The clkSoC has a programmable frequency from 1 MHz to 700 MHz and RMS phase jitter of 70 fs typical (12 kHz to 20 MHz). The frequency stability is ±20 ppm (-40°C to 105°C) or ±50 ppm (-40°C to 125°C) and there are up to four differential (LVPECL, FlexSwing, LVDS, HCSL, LPHCSL) or eight LVCMOS outputs. The FlexSwing output reduces power consumption and eliminates termination resistors.

The capability to alert a safety microcontroller of a clock-related fault within microseconds instead of milliseconds, far before any downstream failures can occur, means the vehicle electronics can return to a safe state up to 1000x faster than before. This combination of significantly lower failure rates, expanded diagnostics, and faster reporting allows engineers more room in their overall safety budget.

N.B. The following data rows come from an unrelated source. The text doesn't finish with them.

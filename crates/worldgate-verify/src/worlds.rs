//! World-link cache: the current matchup pairings, refreshed in the
//! background.
//!
//! Single writer (the refresh loop), many readers. The map is replaced
//! wholesale behind an `Arc`, so readers never see a half-built map.

use std::{
  sync::{Arc, PoisonError, RwLock},
  time::Duration,
};

use chrono::{DateTime, Utc};
use tracing::{error, info, warn};
use worldgate_core::{
  fetch::{AccountFetcher, Matchup},
  world::{WORLDS, WorldId, WorldLinkMap},
};

use crate::error::{Result, fetch_call};

/// Lower bound on the wait between refreshes.
const MIN_REFRESH_DELAY: Duration = Duration::from_secs(60);
/// Wait used when no matchup end time is known.
const UNKNOWN_END_DELAY: Duration = Duration::from_secs(5 * 60);

/// What a refresh did with the fetched schedule.
#[derive(Debug, Clone, Copy, PartialEq, Eq)]
pub enum RefreshOutcome {
  Committed { worlds: usize },
  /// No matchups came back; the previous map is kept.
  Empty,
  /// Fewer distinct worlds than the catalog holds; the previous map is kept.
  Incomplete { found: usize, expected: usize },
}

pub struct WorldLinkCache {
  current:         RwLock<Option<Arc<WorldLinkMap>>>,
  expected_worlds: usize,
}

impl Default for WorldLinkCache {
  fn default() -> Self { Self::new() }
}

impl WorldLinkCache {
  /// A cache that requires the full static catalog to be covered.
  pub fn new() -> Self { Self::with_expected_worlds(WORLDS.len()) }

  pub fn with_expected_worlds(expected_worlds: usize) -> Self {
    Self { current: RwLock::new(None), expected_worlds }
  }

  // ── Reads ───────────────────────────────────────────────────────────────

  /// The committed map, or `None` before the first successful refresh.
  pub fn snapshot(&self) -> Option<Arc<WorldLinkMap>> {
    self
      .current
      .read()
      .unwrap_or_else(PoisonError::into_inner)
      .clone()
  }

  /// Never reverts to `false` once a refresh has committed.
  pub fn is_synced(&self) -> bool { self.snapshot().is_some() }

  pub fn all(&self) -> worldgate_core::Result<Arc<WorldLinkMap>> {
    self
      .snapshot()
      .ok_or(worldgate_core::Error::WorldLinksNotSynced)
  }

  /// Worlds linked to `world`. An empty list is a real answer; an
  /// unsynchronised cache is an error.
  pub fn links(&self, world: WorldId) -> worldgate_core::Result<Vec<WorldId>> {
    let map = self.all()?;
    if !map.links.contains_key(&world) {
      return Err(worldgate_core::Error::UnknownWorld(world));
    }
    Ok(map.links_for(world))
  }

  // ── Writes ──────────────────────────────────────────────────────────────

  /// Build a map from `matchups` and commit it if it passes the sanity
  /// checks.
  pub fn apply(&self, matchups: &[Matchup]) -> RefreshOutcome {
    if matchups.is_empty() {
      return RefreshOutcome::Empty;
    }

    let build = WorldLinkMap::build(matchups, WORLDS);
    if build.distinct_worlds < self.expected_worlds {
      return RefreshOutcome::Incomplete {
        found:    build.distinct_worlds,
        expected: self.expected_worlds,
      };
    }

    let worlds = build.distinct_worlds;
    *self.current.write().unwrap_or_else(PoisonError::into_inner) =
      Some(Arc::new(build.map));
    RefreshOutcome::Committed { worlds }
  }

  /// Fetch the matchup schedule and [`apply`](Self::apply) it.
  pub async fn refresh<F: AccountFetcher>(
    &self,
    fetcher: &F,
    deadline: Duration,
  ) -> Result<RefreshOutcome> {
    let matchups = fetch_call(deadline, "fetch matchups", fetcher.wvw_matches()).await?;
    Ok(self.apply(&matchups))
  }

  /// How long to wait before the next refresh.
  pub fn next_refresh_delay(&self, now: DateTime<Utc>) -> Duration {
    match self.snapshot().and_then(|m| m.expires_at) {
      Some(end) => (end - now)
        .to_std()
        .unwrap_or(Duration::ZERO)
        .max(MIN_REFRESH_DELAY),
      None => UNKNOWN_END_DELAY,
    }
  }

  /// Refresh now, then again at every matchup boundary. Never returns.
  pub async fn run<F: AccountFetcher>(self: Arc<Self>, fetcher: Arc<F>, deadline: Duration) {
    loop {
      match self.refresh(fetcher.as_ref(), deadline).await {
        Ok(RefreshOutcome::Committed { worlds }) => {
          info!(worlds, "world links refreshed");
        }
        Ok(RefreshOutcome::Empty) => {
          warn!("matchup schedule was empty; keeping previous world links");
        }
        Ok(RefreshOutcome::Incomplete { found, expected }) => {
          warn!(found, expected, "matchup schedule incomplete; keeping previous world links");
        }
        Err(e) => error!(error = %e, "could not refresh world links"),
      }

      let delay = self.next_refresh_delay(Utc::now());
      tokio::time::sleep(delay).await;
    }
  }
}

#[cfg(test)]
mod tests {
  use chrono::TimeZone;
  use worldgate_core::fetch::MatchupWorlds;

  use super::*;

  fn matchup(end: DateTime<Utc>, red: &[i32], blue: &[i32], green: &[i32]) -> Matchup {
    Matchup {
      id:       "1-1".into(),
      end_time: end,
      worlds:   MatchupWorlds {
        red:   red.to_vec(),
        blue:  blue.to_vec(),
        green: green.to_vec(),
      },
    }
  }

  fn end() -> DateTime<Utc> { Utc.with_ymd_and_hms(2024, 6, 7, 18, 0, 0).unwrap() }

  #[test]
  fn unsynced_cache_is_distinguishable_from_empty() {
    let cache = WorldLinkCache::with_expected_worlds(3);
    assert!(!cache.is_synced());
    assert!(matches!(
      cache.links(1),
      Err(worldgate_core::Error::WorldLinksNotSynced)
    ));

    cache.apply(&[matchup(end(), &[1], &[2], &[3])]);
    assert!(cache.is_synced());
    assert_eq!(cache.links(1).unwrap(), Vec::<WorldId>::new());
    assert!(matches!(
      cache.links(4),
      Err(worldgate_core::Error::UnknownWorld(4))
    ));
  }

  #[test]
  fn empty_schedule_keeps_previous_map() {
    let cache = WorldLinkCache::with_expected_worlds(3);
    let outcome = cache.apply(&[matchup(end(), &[1, 2], &[3], &[4])]);
    assert_eq!(outcome, RefreshOutcome::Committed { worlds: 4 });
    let before = cache.snapshot();

    assert_eq!(cache.apply(&[]), RefreshOutcome::Empty);
    assert!(cache.is_synced());
    assert_eq!(cache.snapshot(), before);
  }

  #[test]
  fn incomplete_schedule_is_not_committed() {
    let cache = WorldLinkCache::with_expected_worlds(6);
    let outcome = cache.apply(&[matchup(end(), &[1, 2], &[3], &[4])]);
    assert_eq!(outcome, RefreshOutcome::Incomplete { found: 4, expected: 6 });
    assert!(!cache.is_synced());

    cache.apply(&[matchup(end(), &[1, 2], &[3, 5], &[4, 6])]);
    assert_eq!(cache.links(3).unwrap(), vec![5]);

    cache.apply(&[matchup(end(), &[1], &[2], &[3])]);
    assert_eq!(cache.links(3).unwrap(), vec![5], "partial fetch must not replace");
  }

  #[test]
  fn catalog_sized_cache_rejects_partial_schedule() {
    let cache = WorldLinkCache::new();
    let outcome = cache.apply(&[matchup(end(), &[1001], &[1002], &[1003])]);
    assert!(matches!(outcome, RefreshOutcome::Incomplete { found: 3, .. }));
  }

  #[test]
  fn refresh_delay_is_clamped() {
    let cache = WorldLinkCache::with_expected_worlds(1);
    assert_eq!(cache.next_refresh_delay(end()), UNKNOWN_END_DELAY);

    cache.apply(&[matchup(end(), &[1], &[], &[])]);
    let an_hour_before = end() - chrono::Duration::hours(1);
    assert_eq!(cache.next_refresh_delay(an_hour_before), Duration::from_secs(3_600));

    let after = end() + chrono::Duration::hours(1);
    assert_eq!(cache.next_refresh_delay(after), MIN_REFRESH_DELAY);
  }
}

Notably, the safety microcontroller itself should be clocked by a separate oscillator to avoid any potential dependent failures. SiTime has the required expertise to advise on intelligent partitioning of the clock tree to achieve the twin goals of integration and safety.

The Chorus automotive clock generator orchestrates complex timing for automotive compute and sensor systems by providing up to four configurable differential or up to eight single-ended low skew outputs. Its FailSafe technology enables ease of functional safety design by providing programmable end-to-end safety monitors. It is PCI Express (PCIe) Generations 1 – 6 compliant, with spread-spectrum options, on-chip regulators for extremely good power supply noise rejection, and phase-configurable and programmable skew outputs.

Chorus can alert an external safety manager MCU to any clock faults via configurable general-purpose I/O (GPIO) pins. The serial interface (I2C or SPI) can be used to read internal registers, including the status of the internal monitoring functions. These devices additionally enable high levels of flexibility using the in-system configuration (ISC) mode to modify the device configuration and each output behavior via the serial interface.

The SiTime Chorus Automotive clock generator is currently sampling in a 4 mm x 4 mm QFN package.